I think Yorkshire puddings are the same as popovers in USA, or almost the same. They are crisp on the outside, almost hollow on the inside little pastries made with a very simple mix of equal parts milk, eggs, and plain flour. These were baked in regular sized muffin tins and took 25 minutes to cook. They could probably have been a little browner, but my oven is slow to heat up and they are insanely fast and easy to mix, so they would just fit into the half hour of the Tuesday Night Vego Challenge rules for most people with a non-antique oven.

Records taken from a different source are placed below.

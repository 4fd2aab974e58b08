//! Error types for the classic-bg-removal crate.

/// Errors that can occur while removing a background.
#[derive(Debug, thiserror::Error)]
pub enum Error {
    /// The image has a zero width or height.
    #[error("invalid image dimensions {width}x{height}")]
    InvalidDimensions {
        /// Image width in pixels.
        width: u32,
        /// Image height in pixels.
        height: u32,
    },

    /// The pixel buffer length does not match `width * height * 4`.
    #[error("pixel buffer holds {actual} bytes, expected {expected} for {width}x{height} RGBA")]
    BufferSizeMismatch {
        /// Image width in pixels.
        width: u32,
        /// Image height in pixels.
        height: u32,
        /// Required buffer length in bytes.
        expected: usize,
        /// Actual buffer length in bytes.
        actual: usize,
    },

    /// A removal option is out of range.
    #[error("invalid option `{name}`: {reason}")]
    InvalidOption {
        /// Option name.
        name: &'static str,
        /// Why the value was rejected.
        reason: String,
    },

    /// The source image could not be decoded into pixels.
    #[error("failed to decode image: {0}")]
    Decode(image::ImageError),

    /// A pixel buffer could not back an image surface.
    #[error("image surface unavailable: {0}")]
    Surface(String),

    /// The input file exceeds the accepted size.
    #[error("file is {size} bytes, limit is {limit} bytes")]
    FileTooLarge {
        /// File size in bytes.
        size: u64,
        /// Maximum accepted size in bytes.
        limit: u64,
    },

    /// An I/O error occurred while reading or writing files.
    #[error("I/O error: {0}")]
    Io(#[from] std::io::Error),

    /// The image format is not supported.
    #[error("unsupported image format: {0}")]
    UnsupportedFormat(String),

    /// An error occurred while encoding or saving an image.
    #[error("image processing error: {0}")]
    Image(#[from] image::ImageError),
}

/// A specialized `Result` type for this crate.
pub type Result<T> = std::result::Result<T, Error>;
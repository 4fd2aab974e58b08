use std::path::{Path, PathBuf};
use std::process;

use clap::Parser;
use indicatif::{ProgressBar, ProgressStyle};
use tracing_subscriber::EnvFilter;

use classic_bg_removal::{
    default_output_path, BackgroundRemover, NoProgress, ProcessResult, RemovalOptions,
    DEFAULT_COLOR_THRESHOLD, DEFAULT_EDGE_THRESHOLD, DEFAULT_REFINE_DENSITY,
    DEFAULT_REFINE_RADIUS,
};

#[derive(Parser)]
#[command(
    name = "bg-remove",
    about = "Remove uniform backgrounds using edge detection and color sampling",
    version,
    after_help = "Simple usage: bg-remove <image>  (writes <image>_nobg.png next to it)\n\n\
                  NOTE: The background is sampled at the image corners and edge midpoints.\n\
                  Works best for objects on a plain, roughly uniform backdrop."
)]
struct Cli {
    /// Input image file or directory
    input: String,

    /// Output file or directory (default: {name}_nobg.png)
    #[arg(short, long)]
    output: Option<String>,

    /// RGB distance below which a pixel counts as background
    #[arg(long, default_value_t = DEFAULT_COLOR_THRESHOLD)]
    color_threshold: f32,

    /// Sobel magnitude above which a pixel is always kept (0-255)
    #[arg(long, default_value_t = DEFAULT_EDGE_THRESHOLD)]
    edge_threshold: u8,

    /// Half-width of the edge refinement window
    #[arg(long, default_value_t = DEFAULT_REFINE_RADIUS)]
    refine_radius: usize,

    /// Opaque-neighbor ratio (0.0-1.0) needed to survive refinement
    #[arg(long, default_value_t = DEFAULT_REFINE_DENSITY)]
    refine_density: f32,

    /// Skip the edge refinement pass
    #[arg(long)]
    no_refine: bool,

    /// Enable verbose output (-v debug, -vv trace)
    #[arg(short, long, action = clap::ArgAction::Count)]
    verbose: u8,

    /// Suppress all non-error output
    #[arg(short, long)]
    quiet: bool,
}

fn init_tracing(verbose: u8, quiet: bool) {
    let level = match (quiet, verbose) {
        (true, _) => "error",
        (false, 0) => "warn",
        (false, 1) => "debug",
        (false, _) => "trace",
    };
    let filter = EnvFilter::try_from_default_env().unwrap_or_else(|_| EnvFilter::new(level));
    tracing_subscriber::fmt()
        .with_env_filter(filter)
        .with_writer(std::io::stderr)
        .with_target(false)
        .init();
}

fn main() {
    let cli = Cli::parse();
    init_tracing(cli.verbose, cli.quiet);

    let options = RemovalOptions {
        color_threshold: cli.color_threshold,
        edge_threshold: cli.edge_threshold,
        refine_radius: cli.refine_radius,
        refine_density: if cli.no_refine {
            0.0
        } else {
            cli.refine_density
        },
    };

    let remover = match BackgroundRemover::new(options) {
        Ok(r) => r,
        Err(e) => {
            eprintln!("Error: {e}");
            process::exit(1);
        }
    };

    let input_path = Path::new(&cli.input);
    if !input_path.exists() {
        eprintln!("Error: Input path does not exist: {}", cli.input);
        process::exit(1);
    }

    let results = if input_path.is_dir() {
        let output_dir = if let Some(o) = &cli.output {
            PathBuf::from(o)
        } else {
            eprintln!("Error: Output directory is required for batch processing");
            eprintln!("Usage: bg-remove <input_dir> -o <output_dir>");
            process::exit(1);
        };
        remover.process_directory(input_path, &output_dir)
    } else {
        let output_path = match &cli.output {
            Some(o) => PathBuf::from(o),
            None => default_output_path(input_path),
        };
        vec![process_single(&remover, input_path, &output_path, cli.quiet)]
    };

    let mut success_count = 0u32;
    let mut fail_count = 0u32;

    for r in &results {
        print_result(r, cli.quiet);
        if r.success {
            success_count += 1;
        } else {
            fail_count += 1;
        }
    }

    if results.len() > 1 && !cli.quiet {
        eprintln!();
        eprint!("[Summary] Processed: {success_count}");
        if fail_count > 0 {
            eprint!(", Failed: {fail_count}");
        }
        eprintln!(" (Total: {})", results.len());
    }

    if fail_count > 0 {
        process::exit(1);
    }
}

fn process_single(
    remover: &BackgroundRemover,
    input: &Path,
    output: &Path,
    quiet: bool,
) -> ProcessResult {
    if quiet {
        return remover.process_file(input, output, &mut NoProgress);
    }

    let pb = ProgressBar::new(100);
    if let Ok(style) = ProgressStyle::default_bar()
        .template("{spinner:.green} [{elapsed_precise}] [{bar:40.cyan/blue}] {pos}% {msg}")
    {
        pb.set_style(style.progress_chars("#>-"));
    }
    pb.set_message("Processing");
    let result = remover.process_file(input, output, &mut |percent: u8| {
        pb.set_position(u64::from(percent));
    });
    pb.finish_and_clear();
    result
}

fn print_result(result: &ProcessResult, quiet: bool) {
    let filename = result.path.file_name().map_or_else(
        || result.path.display().to_string(),
        |f| f.to_string_lossy().to_string(),
    );

    if result.success {
        if !quiet {
            eprintln!(
                "[OK] {filename} ({:.0}% opaque)",
                result.opaque_ratio * 100.0
            );
        }
    } else {
        eprintln!("[FAIL] {filename}: {}", result.message);
    }
}
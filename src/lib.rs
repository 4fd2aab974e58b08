//! Training-free background removal for RGBA images.
//!
//! The background is estimated from eight border samples (four corners and
//! four edge midpoints). Pixels close in color to any sample are dropped,
//! except where a strong Sobel edge marks an object outline. A final
//! density filter erodes thin or isolated opaque specks. Only the alpha
//! channel of the input is rewritten.
//!
//! # Quick Start
//!
//! ```no_run
//! use classic_bg_removal::{BackgroundRemover, NoProgress};
//!
//! let remover = BackgroundRemover::default();
//! let mut img = image::open("photo.jpg").unwrap().to_rgba8();
//! remover.remove(&mut img, &mut NoProgress).unwrap();
//! img.save("photo_nobg.png").unwrap();
//! ```
//!
//! # Progress
//!
//! Any `FnMut(u8)` closure receives the checkpoints 20, 40, 60, 80, 90 and 100
//! as the stages finish.
//!
//! ```
//! use classic_bg_removal::BackgroundRemover;
//!
//! let remover = BackgroundRemover::default();
//! let mut pixels = vec![255_u8; 4 * 4 * 4];
//! let mut seen = Vec::new();
//! remover
//!     .remove_pixels(&mut pixels, 4, 4, &mut |p: u8| seen.push(p))
//!     .unwrap();
//! assert_eq!(seen, [20, 40, 60, 80, 90, 100]);
//! ```

#![deny(missing_docs)]

pub mod edges;
pub mod error;
pub mod grayscale;
pub mod mask;
mod pipeline;
pub mod progress;
pub mod segmentation;

pub use error::{Error, Result};
pub use pipeline::{
    default_output_path, is_supported_image, opaque_ratio, save_image, save_pixels,
    BackgroundRemover, ProcessResult, RemovalOptions, DEFAULT_COLOR_THRESHOLD,
    DEFAULT_EDGE_THRESHOLD, DEFAULT_REFINE_DENSITY, DEFAULT_REFINE_RADIUS, MAX_INPUT_BYTES,
};
pub use progress::{NoProgress, ProgressSink, Stage};
pub use segmentation::ColorSample;
//! Luminance reduction of an RGBA buffer.

/// Convert interleaved RGBA pixels to 8-bit luminance.
///
/// Uses luminance formula: `0.299*R + 0.587*G + 0.114*B`, summed left to right
/// in `f64` and truncated toward zero.
/// Alpha is ignored. A trailing partial pixel (fewer than 4 bytes) is dropped.
#[must_use]
pub fn to_grayscale(pixels: &[u8]) -> Vec<u8> {
    pixels
        .chunks_exact(4)
        .map(|px| {
            let lum =
                f64::from(px[0]) * 0.299 + f64::from(px[1]) * 0.587 + f64::from(px[2]) * 0.114;
            #[allow(clippy::cast_possible_truncation, clippy::cast_sign_loss)]
            {
                lum.clamp(0.0, 255.0) as u8
            }
        })
        .collect()
}
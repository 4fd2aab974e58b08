//! Remove the background of a single image, printing progress.
//!
//! Usage:
//! ```sh
//! cargo run --example remove_background -- input.jpg output.png
//! ```

use std::env;
use std::process;

use classic_bg_removal::{opaque_ratio, save_image, BackgroundRemover};

fn main() {
    let args: Vec<String> = env::args().collect();
    if args.len() < 3 {
        eprintln!("Usage: {} <input> <output.png>", args[0]);
        process::exit(1);
    }

    let mut img = match image::open(&args[1]) {
        Ok(img) => img.to_rgba8(),
        Err(e) => {
            eprintln!("Error: {e}");
            process::exit(1);
        }
    };

    let remover = BackgroundRemover::default();
    let mut report = |percent: u8| println!("Processing: {percent}%");
    if let Err(e) = remover.remove(&mut img, &mut report) {
        eprintln!("Error: {e}");
        process::exit(1);
    }

    if let Err(e) = save_image(&img, args[2].as_ref()) {
        eprintln!("Error: {e}");
        process::exit(1);
    }
    println!("Done: {:.0}% of pixels kept", opaque_ratio(&img) * 100.0);
}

I use wholemeal plain flour and they work fine. Real wholemeal flour from the wholefoods shop, not “wholemeal style” flour from the supermarket, which is another of those marketing deceptions that drive me nuts. If you read the fine print, wholemeal style flour is white flour with bran added back in. The problem is that wheat germ goes off. So wholegrain four with the wheat germ in it has a shorter shelf life, too short for supermarket stocking. Lots of real down-to-earthers advocate grinding your own flour because of this. I’m just not dedicated enough to do this, but I do buy wholemeal flour in smaller quantities, regularly, from the wholefoods shop rather than the supermarket.

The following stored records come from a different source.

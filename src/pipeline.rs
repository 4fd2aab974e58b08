//! Core background removal pipeline.

use std::collections::HashMap;
use std::path::{Path, PathBuf};
use std::time::Instant;

use image::{ImageBuffer, ImageFormat, RgbaImage};
use tracing::{debug, info, warn};

use crate::edges;
use crate::error::{Error, Result};
use crate::grayscale;
use crate::mask;
use crate::progress::{NoProgress, ProgressSink, Stage};
use crate::segmentation;

/// Default RGB distance below which a pixel matches a background sample.
pub const DEFAULT_COLOR_THRESHOLD: f32 = 30.0;
/// Default edge magnitude above which a pixel is kept.
pub const DEFAULT_EDGE_THRESHOLD: u8 = 30;
/// Default half-width of the edge refinement window.
pub const DEFAULT_REFINE_RADIUS: usize = 2;
/// Default opaque-neighbor ratio required to survive edge refinement.
pub const DEFAULT_REFINE_DENSITY: f32 = 0.7;
/// Largest input file accepted by [`BackgroundRemover::process_file`] (5 MiB).
pub const MAX_INPUT_BYTES: u64 = 5 * 1024 * 1024;

/// Options controlling background removal.
#[derive(Debug, Clone, PartialEq)]
pub struct RemovalOptions {
    /// RGB distance below which a pixel is treated as background.
    pub color_threshold: f32,
    /// Sobel magnitude above which a pixel is always kept.
    pub edge_threshold: u8,
    /// Half-width of the square window used by edge refinement.
    pub refine_radius: usize,
    /// Minimum opaque ratio in the refinement window (0.0 disables erosion).
    pub refine_density: f32,
}

impl Default for RemovalOptions {
    fn default() -> Self {
        Self {
            color_threshold: DEFAULT_COLOR_THRESHOLD,
            edge_threshold: DEFAULT_EDGE_THRESHOLD,
            refine_radius: DEFAULT_REFINE_RADIUS,
            refine_density: DEFAULT_REFINE_DENSITY,
        }
    }
}

impl RemovalOptions {
    /// Check that every option is within range.
    ///
    /// # Errors
    ///
    /// Returns [`Error::InvalidOption`] for a negative or non-finite color
    /// threshold, a refinement radius whose window area overflows, or a
    /// refinement density outside `[0, 1]`.
    pub fn validate(&self) -> Result<()> {
        if !self.color_threshold.is_finite() || self.color_threshold < 0.0 {
            return Err(Error::InvalidOption {
                name: "color_threshold",
                reason: format!("must be a non-negative number, got {}", self.color_threshold),
            });
        }
        if mask::window_span(self.refine_radius)
            .and_then(|span| span.checked_mul(span))
            .is_none()
        {
            return Err(Error::InvalidOption {
                name: "refine_radius",
                reason: format!("window for radius {} overflows", self.refine_radius),
            });
        }
        if !(0.0..=1.0).contains(&self.refine_density) {
            return Err(Error::InvalidOption {
                name: "refine_density",
                reason: format!("must be within [0, 1], got {}", self.refine_density),
            });
        }
        Ok(())
    }
}

/// Result of processing a single image file.
#[derive(Debug)]
pub struct ProcessResult {
    /// Path of the processed file.
    pub path: PathBuf,
    /// Whether processing succeeded.
    pub success: bool,
    /// Share of pixels left opaque, in `[0, 1]`.
    pub opaque_ratio: f32,
    /// Human-readable status message.
    pub message: String,
}

/// Check that a buffer holds exactly `width * height` RGBA pixels.
fn check_buffer(len: usize, width: u32, height: u32) -> Result<(usize, usize)> {
    if width == 0 || height == 0 {
        return Err(Error::InvalidDimensions { width, height });
    }
    let (w, h) = (width as usize, height as usize);
    let expected = w
        .checked_mul(h)
        .and_then(|n| n.checked_mul(4))
        .ok_or(Error::InvalidDimensions { width, height })?;
    if len != expected {
        return Err(Error::BufferSizeMismatch {
            width,
            height,
            expected,
            actual: len,
        });
    }
    Ok((w, h))
}

fn checkpoint(sink: &mut dyn ProgressSink, stage: Stage, started: Instant) {
    debug!(
        stage = ?stage,
        percent = stage.percent(),
        elapsed_ms = started.elapsed().as_secs_f64() * 1000.0,
        "{}",
        stage.description()
    );
    sink.report(stage);
}

/// The background remover.
///
/// Holds validated [`RemovalOptions`]; create once and reuse for many images.
#[derive(Debug, Clone, Default)]
pub struct BackgroundRemover {
    options: RemovalOptions,
}

impl BackgroundRemover {
    /// Create a remover with the given options.
    ///
    /// # Errors
    ///
    /// Returns [`Error::InvalidOption`] if the options fail validation.
    pub fn new(options: RemovalOptions) -> Result<Self> {
        options.validate()?;
        Ok(Self { options })
    }

    /// Options in use.
    #[must_use]
    pub fn options(&self) -> &RemovalOptions {
        &self.options
    }

    /// Remove the background of a raw RGBA8 buffer in place.
    ///
    /// Runs grayscale conversion, edge detection, background sampling, color
    /// segmentation, mask fusion, alpha masking and edge refinement in order.
    /// Only the alpha channel is rewritten. `sink` receives 20, 40, 60, 80, 90
    /// and 100 as the stages finish.
    ///
    /// # Errors
    ///
    /// Returns [`Error::InvalidDimensions`] or [`Error::BufferSizeMismatch`]
    /// before any stage runs; the buffer is then left untouched.
    #[tracing::instrument(level = "debug", skip_all, fields(width = width, height = height))]
    pub fn remove_pixels(
        &self,
        pixels: &mut [u8],
        width: u32,
        height: u32,
        sink: &mut dyn ProgressSink,
    ) -> Result<()> {
        let (w, h) = check_buffer(pixels.len(), width, height)?;
        let started = Instant::now();
        let opts = &self.options;

        let gray = grayscale::to_grayscale(pixels);
        let edge_map = edges::sobel_edges(&gray, w, h);
        drop(gray);
        checkpoint(sink, Stage::EdgeDetection, started);

        let samples = segmentation::sample_background(pixels, w, h);
        let foreground = segmentation::segment_foreground(pixels, &samples, opts.color_threshold);
        checkpoint(sink, Stage::Segmentation, started);

        let combined = mask::combine_masks(&edge_map, &foreground, opts.edge_threshold);
        checkpoint(sink, Stage::MaskCombination, started);

        mask::apply_alpha(pixels, &combined);
        checkpoint(sink, Stage::AlphaMasking, started);

        mask::refine_edges(pixels, w, h, opts.refine_radius, opts.refine_density);
        checkpoint(sink, Stage::EdgeRefinement, started);

        checkpoint(sink, Stage::Completed, started);
        Ok(())
    }

    /// Remove the background of an RGBA image in place.
    ///
    /// # Errors
    ///
    /// Returns [`Error::InvalidDimensions`] for an empty image.
    pub fn remove(&self, image: &mut RgbaImage, sink: &mut dyn ProgressSink) -> Result<()> {
        let (width, height) = image.dimensions();
        self.remove_pixels(image, width, height, sink)
    }

    fn run_file(&self, input: &Path, output: &Path, sink: &mut dyn ProgressSink) -> Result<f32> {
        let size = std::fs::metadata(input)?.len();
        if size > MAX_INPUT_BYTES {
            return Err(Error::FileTooLarge {
                size,
                limit: MAX_INPUT_BYTES,
            });
        }

        let mut rgba = image::open(input).map_err(Error::Decode)?.to_rgba8();
        self.remove(&mut rgba, sink)?;

        if let Some(parent) = output.parent() {
            if !parent.as_os_str().is_empty() && !parent.exists() {
                std::fs::create_dir_all(parent)?;
            }
        }
        save_image(&rgba, output)?;
        Ok(opaque_ratio(&rgba))
    }

    /// Process a single image file: load, remove background, save.
    ///
    /// `sink` receives the pipeline checkpoints once the image is decoded.
    /// Returns a [`ProcessResult`] indicating success or failure.
    #[must_use]
    pub fn process_file(
        &self,
        input: &Path,
        output: &Path,
        sink: &mut dyn ProgressSink,
    ) -> ProcessResult {
        let mut result = ProcessResult {
            path: input.to_path_buf(),
            success: false,
            opaque_ratio: 0.0,
            message: String::new(),
        };

        match self.run_file(input, output, sink) {
            Ok(ratio) => {
                info!(input = %input.display(), output = %output.display(), ratio, "background removed");
                result.success = true;
                result.opaque_ratio = ratio;
                result.message = format!("Background removed ({:.0}% kept)", ratio * 100.0);
            }
            Err(e) => {
                warn!(input = %input.display(), error = %e, "processing failed");
                result.message = e.to_string();
            }
        }

        result
    }

    /// Process all supported images in a directory.
    ///
    /// Files run in parallel when the `parallel` feature is enabled (via rayon).
    /// Each output is written to `output_dir` as `{stem}_nobg.png`, or as
    /// `{stem}_{ext}_nobg.png` when several inputs share a stem. Inputs whose
    /// output name would still clash fail without being processed.
    #[must_use]
    pub fn process_directory(&self, input_dir: &Path, output_dir: &Path) -> Vec<ProcessResult> {
        let entries: Vec<PathBuf> = match std::fs::read_dir(input_dir) {
            Ok(rd) => rd
                .filter_map(std::result::Result::ok)
                .filter(|e| e.file_type().map(|ft| ft.is_file()).unwrap_or(false))
                .map(|e| e.path())
                .filter(|p| is_supported_image(p))
                .collect(),
            Err(e) => {
                return vec![ProcessResult {
                    path: input_dir.to_path_buf(),
                    success: false,
                    opaque_ratio: 0.0,
                    message: format!("Failed to read directory: {e}"),
                }];
            }
        };

        if !output_dir.exists() {
            if let Err(e) = std::fs::create_dir_all(output_dir) {
                return vec![ProcessResult {
                    path: output_dir.to_path_buf(),
                    success: false,
                    opaque_ratio: 0.0,
                    message: format!("Failed to create output directory: {e}"),
                }];
            }
        }

        debug!(count = entries.len(), dir = %input_dir.display(), "processing directory");
        let outputs = plan_outputs(&entries, output_dir);
        let run = |(input, output): (&PathBuf, &Option<PathBuf>)| match output {
            Some(output) => self.process_file(input, output, &mut NoProgress),
            None => ProcessResult {
                path: input.clone(),
                success: false,
                opaque_ratio: 0.0,
                message: "Output name collides with another input".to_string(),
            },
        };

        #[cfg(feature = "parallel")]
        {
            use rayon::prelude::*;
            entries.par_iter().zip(outputs.par_iter()).map(run).collect()
        }

        #[cfg(not(feature = "parallel"))]
        {
            entries.iter().zip(outputs.iter()).map(run).collect()
        }
    }
}

/// Share of pixels with non-zero alpha.
#[must_use]
pub fn opaque_ratio(image: &RgbaImage) -> f32 {
    let total = image.width() as usize * image.height() as usize;
    if total == 0 {
        return 0.0;
    }
    let opaque = image.pixels().filter(|px| px[3] > 0).count();
    #[allow(clippy::cast_precision_loss)]
    {
        opaque as f32 / total as f32
    }
}

/// Check if a file has a supported image extension.
#[must_use]
pub fn is_supported_image(path: &Path) -> bool {
    match path.extension().and_then(|e| e.to_str()) {
        Some(ext) => matches!(
            ext.to_lowercase().as_str(),
            "jpg" | "jpeg" | "png" | "webp" | "bmp" | "tif" | "tiff"
        ),
        None => false,
    }
}

/// Save an RGBA image to a format that keeps the alpha channel.
///
/// # Errors
///
/// Returns [`Error::UnsupportedFormat`] unless the extension is PNG, WebP or
/// TIFF, or an error if writing fails.
pub fn save_image(img: &RgbaImage, path: &Path) -> Result<()> {
    let format =
        ImageFormat::from_path(path).map_err(|e| Error::UnsupportedFormat(e.to_string()))?;

    match format {
        ImageFormat::Png | ImageFormat::WebP | ImageFormat::Tiff => {
            img.save_with_format(path, format)?;
        }
        _ => {
            return Err(Error::UnsupportedFormat(format!(
                "{format:?} (output needs an alpha channel)"
            )));
        }
    }

    Ok(())
}

/// Save a raw RGBA8 buffer as an image.
///
/// # Errors
///
/// Returns [`Error::Surface`] if the buffer cannot back a `width x height`
/// image, otherwise the errors of [`save_image`].
pub fn save_pixels(pixels: &[u8], width: u32, height: u32, path: &Path) -> Result<()> {
    let img: RgbaImage = ImageBuffer::from_raw(width, height, pixels.to_vec()).ok_or_else(|| {
        Error::Surface(format!(
            "{} bytes cannot back a {width}x{height} RGBA image",
            pixels.len()
        ))
    })?;
    save_image(&img, path)
}

fn output_file_name(input: &Path) -> String {
    let stem = input.file_stem().unwrap_or_default().to_string_lossy();
    format!("{stem}_nobg.png")
}

/// Output path per input; `None` marks a name that clashes even after
/// adding the extension. Names compare case-insensitively.
fn plan_outputs(inputs: &[PathBuf], output_dir: &Path) -> Vec<Option<PathBuf>> {
    let stem_key = |p: &Path| p.file_stem().unwrap_or_default().to_string_lossy().to_lowercase();

    let mut stems: HashMap<String, usize> = HashMap::new();
    for input in inputs {
        *stems.entry(stem_key(input)).or_default() += 1;
    }

    let names: Vec<String> = inputs
        .iter()
        .map(|input| {
            if stems.get(&stem_key(input)).copied().unwrap_or(0) > 1 {
                let stem = input.file_stem().unwrap_or_default().to_string_lossy();
                let ext = input.extension().unwrap_or_default().to_string_lossy();
                format!("{stem}_{ext}_nobg.png")
            } else {
                output_file_name(input)
            }
        })
        .collect();

    let mut taken: HashMap<String, usize> = HashMap::new();
    for name in &names {
        *taken.entry(name.to_lowercase()).or_default() += 1;
    }

    names
        .into_iter()
        .map(|name| {
            if taken.get(&name.to_lowercase()).copied().unwrap_or(0) > 1 {
                warn!(name = %name, "output name collision");
                None
            } else {
                Some(output_dir.join(name))
            }
        })
        .collect()
}

/// Generate a default output path from an input path.
///
/// Example: `"photo.jpg"` becomes `"photo_nobg.png"`.
#[must_use]
pub fn default_output_path(input: &Path) -> PathBuf {
    let parent = input.parent().unwrap_or(Path::new("."));
    parent.join(output_file_name(input))
}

The other major ingredient is silverbeet, which is in season and in bulk in my garden right now, and is a superfood for a whole heap of reasons – antioxidant beta carotene (good for protecting against aging inside and out due to cell damage), folic acid (good for immune and nervous systems), iron (good for energy), and calcium and magnesium and vitamin K (good for bones).
The Recipe:
I’ll write the recipe out for a one person serve of two yorkshire puddings, as in the pic. The recipe scales fine – I actually made it for two this time. You just multiply by the number of people.
Put a teaspoon of olive oil in each cup in a regular sized muffin pan, and put it in the oven. Turn the oven on to heat up. You want a fairly hot oven, and a hot pan with hot oil.
Put three glasses on your bench. Break one egg per person into one glass. Fill the second glass with milk (semi skim is fine) up to the same level and the third glass with plain wholemeal flour up to the same level.
Tip all three into the blender, or into a bowl, add a pinch of salt, and whisk or blend to mix.
When your oven and muffin tray are hot, pour the batter into the muffin tins, filling them about two-thirds full.
Put it in the oven and bake, preferably without opening the oven, for around 20 minutes till they are risen and golden brown.
While the puddings are baking, make the filling.
Strip the leaf from the stalks of 4 big silverbeet leaves per person. Blanch them in boiling water for a couple of minutes, then drain well, pushing down with a potato masher to get all the water out.
Blend the blanched silverbeet with a good dessertspoon per person of cottage cheese, and 40 grams of feta (low fat is fine) per person. I like to add a touch of wasabi or grated horseradish too, but that’s a matter of taste. You might prefer a little spring onion, or sauteed onion, or just as it is.
As soon as the yorkshire puddings are ready, tip them out, cut in half, and fill with the filling. They’re best served straight away while hot.